On August 29, the fire had grown to 4172 acre and its containment was lowered to 20 percent. Dozer lines were created from Corral Canyon to Tie Fork Rd. to keep the fire from expanding north towards transmission lines and east beyond Tie Fork Rd. The fire creeped back into Sheep Creek and moved south east towards US Route 40, threatening homes. Helicopters were bringing water from Strawberry Reservoir, but were stopped as temporary water resources were created in the fire area, reducing turnaround time. Fire activity increased due to a spot fire near Soberville Hollow which then expanded into Baker Canyon. Heavy winds forced fire crews to leave Corral Canyon due to safety reasons. On August 30, crews continued to help keep the fire from Tie Fork Rd., using the road itself, natural barriers and hand digging. Cloud cover helped slow the growth of the fire. Upper Tie Fork Single Track trail was closed.

===September===
By September 1, the fire was 40% contained at 4710 acre. Cooler and wet weather helped dampen the fire, creating smoldering in many areas. The fire did continue to move northeast in Soberville and Baker Canyons. Dozers were used to create fire lines and a contingency plan was created to protect areas east of Tie Fork. The fire grew, moving down into Baker Canyon, burning debris and "improving overall forest health," according to the US Forest Service. The containment line was widened by controlled burning. A Temporary Flight Restriction was put in place earlier during the fire and during late August and early September, there were six airspace intrusions due to uncleared pilots flying into the area. The fire had grown to 5000 acre by September 4.

The fire grew to over 7000 acre by the morning of September 6. Crews made major progress at containment using low intensity backing fire to control the main fire, aided by helicopters, hand crews and hotshot crews. Letting the fire burn in contained areas burned away hazardous fuels and in the long term would improve forest health. By September 8, the fire was over 50% contained and had grown to 9159 acre.

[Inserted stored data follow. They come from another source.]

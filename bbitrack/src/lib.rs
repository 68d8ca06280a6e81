/*!
bbitrack provides random-access storage and retrieval of genomic signal tracks
(bigWig) and feature annotations (bigBed).

The file format specification for bigWig and bigBed files is defined in this paper: <https://doi.org/10.1093/bioinformatics/btq351>

## Reading

The entrypoints to reading are [`BigWigRead::open`] and [`BigBedRead::open`].
These take any type that implements both [`Read`][std::io::Read] and
[`Seek`][std::io::Seek], which is the only thing this crate needs from a transport.
There are also [`BigWigRead::open_file`] and [`BigBedRead::open_file`], which take a
path and open a [`ReopenableFile`][crate::utils::file::reopen::ReopenableFile].

A [`BigWigRead`] answers three kinds of questions about a range of a chromosome:
- [`BigWigRead::intervals`]: the stored `(start, end, value)` triples
- [`BigWigRead::values`]: one value per base, with `NaN` for missing bases
- [`BigWigRead::stats`]: binned statistics, using zoom levels when they can answer exactly

Indices are loaded lazily on first use, and all resources are released on
[`BigWigRead::close`] (or drop).

## Writing

A [`BigWigWrite`] is created from a path and the full set of chromosomes
([`BigWigWrite::create_file`]). Entries are then added in any of three shapes
(see [`Entries`]), chromosome by chromosome, in increasing position. Nothing
is written to the target path until [`BigWigWrite::close`], which builds the
data blocks, zoom levels and indices in one pass and moves the finished file
into place.

[`BigBedWrite`] works the same way for [`BedEntry`] records.
*/

mod bbi;
pub mod utils;

pub use bbi::*;
//! Domain operation: export the document
//!
//! A thin client of the runtime. Lifts the `save` primitive into a task and
//! wraps the host's raw failure diagnostic in a domain-tagged error;
//! successes pass through untouched.

use std::path::PathBuf;

use thiserror::Error;

use crate::env::save;
use crate::task::Task;

/// Failure of a document export.
#[derive(Debug, Clone, PartialEq, Eq, Error)]
pub enum ExportError {
    /// The host could not persist the document.
    #[error("could not save document: {0}")]
    Save(String),
}

/// Describe exporting the host's document to `destination`.
pub fn export_document(destination: impl Into<PathBuf>) -> Task<(), ExportError> {
    Task::from_effect(save(destination)).map_err(ExportError::Save)
}
//! Two-variant result of a driven effect or task
//!
//! An [`Outcome`] is either `Success` with a value or `Failure` with an
//! error value. There is no pending or cancelled state: execution is
//! synchronous relative to the driver, so by the time an outcome exists the
//! work behind it is finished.
//!
//! `Outcome` is deliberately a distinct type rather than an alias of
//! [`std::result::Result`]: outcomes are ordinary *values* flowing through
//! effect combinators, and keeping them apart from the crate's own control
//! flow avoids accidental `?` on a driven result.

use serde::{Deserialize, Serialize};

/// Result of driving an effect or task to completion.
#[derive(Debug, Clone, Copy, PartialEq, Eq, Serialize, Deserialize)]
pub enum Outcome<T, E> {
    /// The operation produced a value.
    Success(T),
    /// The operation failed with an error value.
    Failure(E),
}

impl<T, E> Outcome<T, E> {
    /// Apply a pure function to the success value, leaving failures intact.
    pub fn map<U>(self, f: impl FnOnce(T) -> U) -> Outcome<U, E> {
        match self {
            Outcome::Success(value) => Outcome::Success(f(value)),
            Outcome::Failure(error) => Outcome::Failure(error),
        }
    }

    /// Apply a pure function to the error value, leaving successes intact.
    pub fn map_err<F>(self, f: impl FnOnce(E) -> F) -> Outcome<T, F> {
        match self {
            Outcome::Success(value) => Outcome::Success(value),
            Outcome::Failure(error) => Outcome::Failure(f(error)),
        }
    }

    pub fn is_success(&self) -> bool {
        matches!(self, Outcome::Success(_))
    }

    pub fn is_failure(&self) -> bool {
        matches!(self, Outcome::Failure(_))
    }

    /// Convert into a standard `Result` at the edge of the runtime.
    pub fn into_result(self) -> Result<T, E> {
        match self {
            Outcome::Success(value) => Ok(value),
            Outcome::Failure(error) => Err(error),
        }
    }
}

impl<T, E> From<Result<T, E>> for Outcome<T, E> {
    fn from(result: Result<T, E>) -> Self {
        match result {
            Ok(value) => Outcome::Success(value),
            Err(error) => Outcome::Failure(error),
        }
    }
}
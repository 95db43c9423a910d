//! # Ebb
//!
//! A minimal effect/task runtime. Deferred host operations are described as
//! inert values, composed with pure combinators, and driven to completion at
//! a single well-defined boundary. Building a descriptor never performs I/O;
//! only [`task::Task::attempt`] crosses the host boundary.
//!
//! ```
//! use ebb::env::MockHostEnv;
//! use ebb::export::export_document;
//! use ebb::outcome::Outcome;
//!
//! let mut host = MockHostEnv::new();
//! export_document("out.pdf").attempt(&mut host, |outcome| {
//!     assert_eq!(outcome, Outcome::Success(()));
//! });
//! ```
//!
//! ## Modules
//!
//! - `document` - PDF document builder used by the demo binary
//! - `effect` - Effect descriptors and their combinators (the pure core)
//! - `env` - Host-effect boundary: trait plus production and mock hosts
//! - `exit` - Entry adapter translating a final outcome into a process exit
//! - `export` - Domain operation persisting a document through the runtime
//! - `outcome` - Two-variant result produced by driven tasks
//! - `task` - Effect wrapper with a typed error channel and `attempt`

pub mod document;
pub mod effect;
pub mod env;
pub mod exit;
pub mod export;
pub mod outcome;
pub mod task;
//! Mock host implementation for testing
//!
//! Performs no I/O: every operation is recorded in memory, and the outcome
//! of a save can be scripted. The operation log is what lets tests assert
//! that composing descriptors is inert and that driving performs exactly
//! the expected operations.

use std::path::{Path, PathBuf};

use super::traits::HostEnv;
use crate::outcome::Outcome;

/// In-memory host that records operations and returns scripted outcomes.
#[derive(Debug, Default)]
pub struct MockHostEnv {
    saves: Vec<PathBuf>,
    failure: Option<String>,
}

impl MockHostEnv {
    /// Host whose saves all succeed.
    pub fn new() -> Self {
        Self::default()
    }

    /// Host whose saves all fail with the given diagnostic.
    pub fn failing(diagnostic: impl Into<String>) -> Self {
        Self {
            saves: Vec::new(),
            failure: Some(diagnostic.into()),
        }
    }

    /// Destinations passed to `save`, in execution order.
    pub fn saved(&self) -> &[PathBuf] {
        &self.saves
    }

    /// Total number of operations performed against this host.
    pub fn operations(&self) -> usize {
        self.saves.len()
    }
}

impl HostEnv for MockHostEnv {
    fn save(&mut self, destination: &Path) -> Outcome<(), String> {
        self.saves.push(destination.to_path_buf());
        match &self.failure {
            Some(diagnostic) => Outcome::Failure(diagnostic.clone()),
            None => Outcome::Success(()),
        }
    }
}

#[cfg(test)]
mod tests {
    use super::*;

    #[test]
    fn test_records_destinations_in_order() {
        let mut env = MockHostEnv::new();
        assert!(env.save(Path::new("a.pdf")).is_success());
        assert!(env.save(Path::new("b.pdf")).is_success());

        assert_eq!(env.operations(), 2);
        assert_eq!(env.saved(), [PathBuf::from("a.pdf"), PathBuf::from("b.pdf")]);
    }

    #[test]
    fn test_scripted_failure_is_returned_verbatim() {
        let mut env = MockHostEnv::failing("disk full");
        assert_eq!(
            env.save(Path::new("a.pdf")),
            Outcome::Failure("disk full".to_string())
        );
        // The failed operation is still recorded.
        assert_eq!(env.operations(), 1);
    }
}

By September 15, the forest incident commanders reported being "please with the fire effects," and that the anticipate that the fire "will improve Forest health and aspen regeneration which will develop better habitat for wildlife." Unicorn Campground and a number of roads reopened, with select roads and trails remaining closed do the potential for mudslides or trees that can fall down.

==December==

The fire was contained on December 5, 2017.